* [Working data]:
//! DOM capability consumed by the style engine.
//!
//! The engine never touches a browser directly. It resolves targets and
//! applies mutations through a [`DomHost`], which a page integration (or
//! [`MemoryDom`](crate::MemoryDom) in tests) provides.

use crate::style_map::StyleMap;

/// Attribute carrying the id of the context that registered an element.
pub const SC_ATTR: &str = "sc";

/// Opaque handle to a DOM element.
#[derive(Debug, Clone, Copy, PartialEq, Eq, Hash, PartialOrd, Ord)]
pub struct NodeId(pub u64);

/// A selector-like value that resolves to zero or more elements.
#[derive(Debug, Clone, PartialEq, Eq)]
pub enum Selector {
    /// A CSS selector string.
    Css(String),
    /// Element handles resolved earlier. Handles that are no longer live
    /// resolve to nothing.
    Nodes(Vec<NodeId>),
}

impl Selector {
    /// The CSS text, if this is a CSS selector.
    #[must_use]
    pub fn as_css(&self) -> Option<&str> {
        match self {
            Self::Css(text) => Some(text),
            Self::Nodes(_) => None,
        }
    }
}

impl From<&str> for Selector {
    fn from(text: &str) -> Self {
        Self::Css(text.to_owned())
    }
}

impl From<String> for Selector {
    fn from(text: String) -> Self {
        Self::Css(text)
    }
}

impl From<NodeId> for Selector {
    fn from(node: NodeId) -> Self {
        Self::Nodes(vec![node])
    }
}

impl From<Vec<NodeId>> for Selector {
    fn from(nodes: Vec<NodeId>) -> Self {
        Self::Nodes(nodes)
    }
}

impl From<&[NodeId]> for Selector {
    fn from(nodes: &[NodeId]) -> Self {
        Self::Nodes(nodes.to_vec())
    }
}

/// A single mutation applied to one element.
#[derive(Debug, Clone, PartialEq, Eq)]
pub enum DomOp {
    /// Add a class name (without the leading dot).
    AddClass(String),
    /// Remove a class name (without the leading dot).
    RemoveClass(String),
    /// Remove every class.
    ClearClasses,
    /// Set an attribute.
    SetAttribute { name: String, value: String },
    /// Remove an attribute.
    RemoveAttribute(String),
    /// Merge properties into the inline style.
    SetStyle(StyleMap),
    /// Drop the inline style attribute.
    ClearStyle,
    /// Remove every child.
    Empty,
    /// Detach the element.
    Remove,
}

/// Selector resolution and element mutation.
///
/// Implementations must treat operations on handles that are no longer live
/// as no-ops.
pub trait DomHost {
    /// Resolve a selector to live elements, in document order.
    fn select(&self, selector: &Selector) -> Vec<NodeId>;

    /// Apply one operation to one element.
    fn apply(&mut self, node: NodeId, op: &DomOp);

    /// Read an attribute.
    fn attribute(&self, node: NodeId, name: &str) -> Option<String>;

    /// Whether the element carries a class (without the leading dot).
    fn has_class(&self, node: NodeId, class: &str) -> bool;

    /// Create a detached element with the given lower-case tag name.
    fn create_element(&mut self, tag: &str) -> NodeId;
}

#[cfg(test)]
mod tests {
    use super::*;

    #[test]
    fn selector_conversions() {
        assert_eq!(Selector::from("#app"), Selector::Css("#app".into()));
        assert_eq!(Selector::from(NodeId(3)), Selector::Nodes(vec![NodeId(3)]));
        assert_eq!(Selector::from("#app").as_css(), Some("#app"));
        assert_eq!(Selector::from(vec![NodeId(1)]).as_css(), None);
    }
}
--
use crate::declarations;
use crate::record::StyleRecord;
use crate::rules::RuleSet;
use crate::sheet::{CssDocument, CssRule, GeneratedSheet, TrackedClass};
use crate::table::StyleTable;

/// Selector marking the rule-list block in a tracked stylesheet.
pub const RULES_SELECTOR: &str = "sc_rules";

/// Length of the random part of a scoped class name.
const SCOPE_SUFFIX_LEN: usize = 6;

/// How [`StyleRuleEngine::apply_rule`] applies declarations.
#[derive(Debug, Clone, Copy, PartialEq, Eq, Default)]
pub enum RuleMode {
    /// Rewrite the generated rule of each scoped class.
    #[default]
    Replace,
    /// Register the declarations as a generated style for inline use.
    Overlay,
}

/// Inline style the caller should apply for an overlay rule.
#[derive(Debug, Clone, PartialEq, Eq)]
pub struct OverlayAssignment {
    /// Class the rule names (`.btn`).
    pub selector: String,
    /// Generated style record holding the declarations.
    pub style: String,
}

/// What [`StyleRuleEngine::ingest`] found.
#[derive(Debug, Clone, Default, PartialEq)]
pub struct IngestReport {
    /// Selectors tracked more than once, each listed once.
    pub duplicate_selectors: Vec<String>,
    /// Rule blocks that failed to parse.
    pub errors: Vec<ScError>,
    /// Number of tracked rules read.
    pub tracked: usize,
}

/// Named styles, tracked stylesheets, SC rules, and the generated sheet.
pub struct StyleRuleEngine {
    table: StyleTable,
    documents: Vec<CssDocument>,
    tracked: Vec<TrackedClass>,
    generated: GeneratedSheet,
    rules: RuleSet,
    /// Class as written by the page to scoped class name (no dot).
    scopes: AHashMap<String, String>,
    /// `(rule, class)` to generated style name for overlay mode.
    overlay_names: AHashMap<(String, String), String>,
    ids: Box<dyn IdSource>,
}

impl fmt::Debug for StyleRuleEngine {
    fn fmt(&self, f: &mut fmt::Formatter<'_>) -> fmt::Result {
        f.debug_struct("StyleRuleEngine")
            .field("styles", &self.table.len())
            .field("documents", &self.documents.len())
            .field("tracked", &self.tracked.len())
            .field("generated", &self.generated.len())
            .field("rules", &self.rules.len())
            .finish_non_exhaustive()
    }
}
--
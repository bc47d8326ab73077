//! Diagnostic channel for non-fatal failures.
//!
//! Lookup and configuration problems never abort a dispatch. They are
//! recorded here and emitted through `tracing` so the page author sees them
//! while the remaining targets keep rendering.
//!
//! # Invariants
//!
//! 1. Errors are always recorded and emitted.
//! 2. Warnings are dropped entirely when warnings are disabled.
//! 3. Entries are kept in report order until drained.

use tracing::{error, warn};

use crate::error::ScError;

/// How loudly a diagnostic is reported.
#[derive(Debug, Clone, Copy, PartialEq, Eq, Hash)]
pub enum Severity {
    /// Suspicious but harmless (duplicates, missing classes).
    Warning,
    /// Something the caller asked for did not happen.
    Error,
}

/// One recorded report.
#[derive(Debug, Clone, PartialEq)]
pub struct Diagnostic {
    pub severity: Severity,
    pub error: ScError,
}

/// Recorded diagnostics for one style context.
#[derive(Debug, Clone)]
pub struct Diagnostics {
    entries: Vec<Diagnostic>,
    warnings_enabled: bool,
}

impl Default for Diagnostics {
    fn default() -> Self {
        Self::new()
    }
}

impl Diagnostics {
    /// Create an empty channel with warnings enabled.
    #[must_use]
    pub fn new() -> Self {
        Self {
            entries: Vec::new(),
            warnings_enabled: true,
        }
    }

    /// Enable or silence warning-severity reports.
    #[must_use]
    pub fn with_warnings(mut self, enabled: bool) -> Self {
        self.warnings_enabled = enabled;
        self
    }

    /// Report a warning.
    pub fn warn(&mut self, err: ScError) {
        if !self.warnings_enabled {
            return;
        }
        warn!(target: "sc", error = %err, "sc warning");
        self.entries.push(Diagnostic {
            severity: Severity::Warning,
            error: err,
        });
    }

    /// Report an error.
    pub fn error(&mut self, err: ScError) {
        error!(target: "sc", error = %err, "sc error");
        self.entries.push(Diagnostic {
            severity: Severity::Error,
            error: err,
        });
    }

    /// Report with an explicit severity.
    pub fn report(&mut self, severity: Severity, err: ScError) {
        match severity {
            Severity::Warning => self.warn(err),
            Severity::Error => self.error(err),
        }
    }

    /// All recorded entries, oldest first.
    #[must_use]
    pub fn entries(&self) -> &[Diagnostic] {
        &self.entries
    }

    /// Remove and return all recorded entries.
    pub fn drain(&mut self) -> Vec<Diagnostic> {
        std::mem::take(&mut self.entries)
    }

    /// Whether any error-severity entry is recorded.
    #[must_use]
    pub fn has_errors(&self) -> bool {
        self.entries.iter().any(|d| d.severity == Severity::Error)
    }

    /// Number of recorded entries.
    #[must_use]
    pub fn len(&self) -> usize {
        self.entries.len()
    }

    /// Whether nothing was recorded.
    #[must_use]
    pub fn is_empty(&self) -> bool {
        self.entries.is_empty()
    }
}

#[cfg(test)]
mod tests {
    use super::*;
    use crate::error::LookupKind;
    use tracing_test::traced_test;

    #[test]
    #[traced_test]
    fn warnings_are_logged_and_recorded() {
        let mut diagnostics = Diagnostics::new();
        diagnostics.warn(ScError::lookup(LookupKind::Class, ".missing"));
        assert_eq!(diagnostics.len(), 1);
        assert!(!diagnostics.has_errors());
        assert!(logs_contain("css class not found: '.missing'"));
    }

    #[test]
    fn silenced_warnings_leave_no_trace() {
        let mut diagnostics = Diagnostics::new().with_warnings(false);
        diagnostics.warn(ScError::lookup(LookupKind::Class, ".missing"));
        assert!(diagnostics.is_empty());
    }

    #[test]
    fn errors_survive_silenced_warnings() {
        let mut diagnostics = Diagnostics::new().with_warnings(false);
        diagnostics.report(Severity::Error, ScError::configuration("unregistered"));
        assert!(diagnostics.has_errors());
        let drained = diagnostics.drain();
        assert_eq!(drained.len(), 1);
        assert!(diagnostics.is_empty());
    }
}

* [Exercise requirements]:
Reproduce each line above that contains "table".

* [Answer space]:
use crate::table::StyleTable;
    table: StyleTable,
            .field("styles", &self.table.len())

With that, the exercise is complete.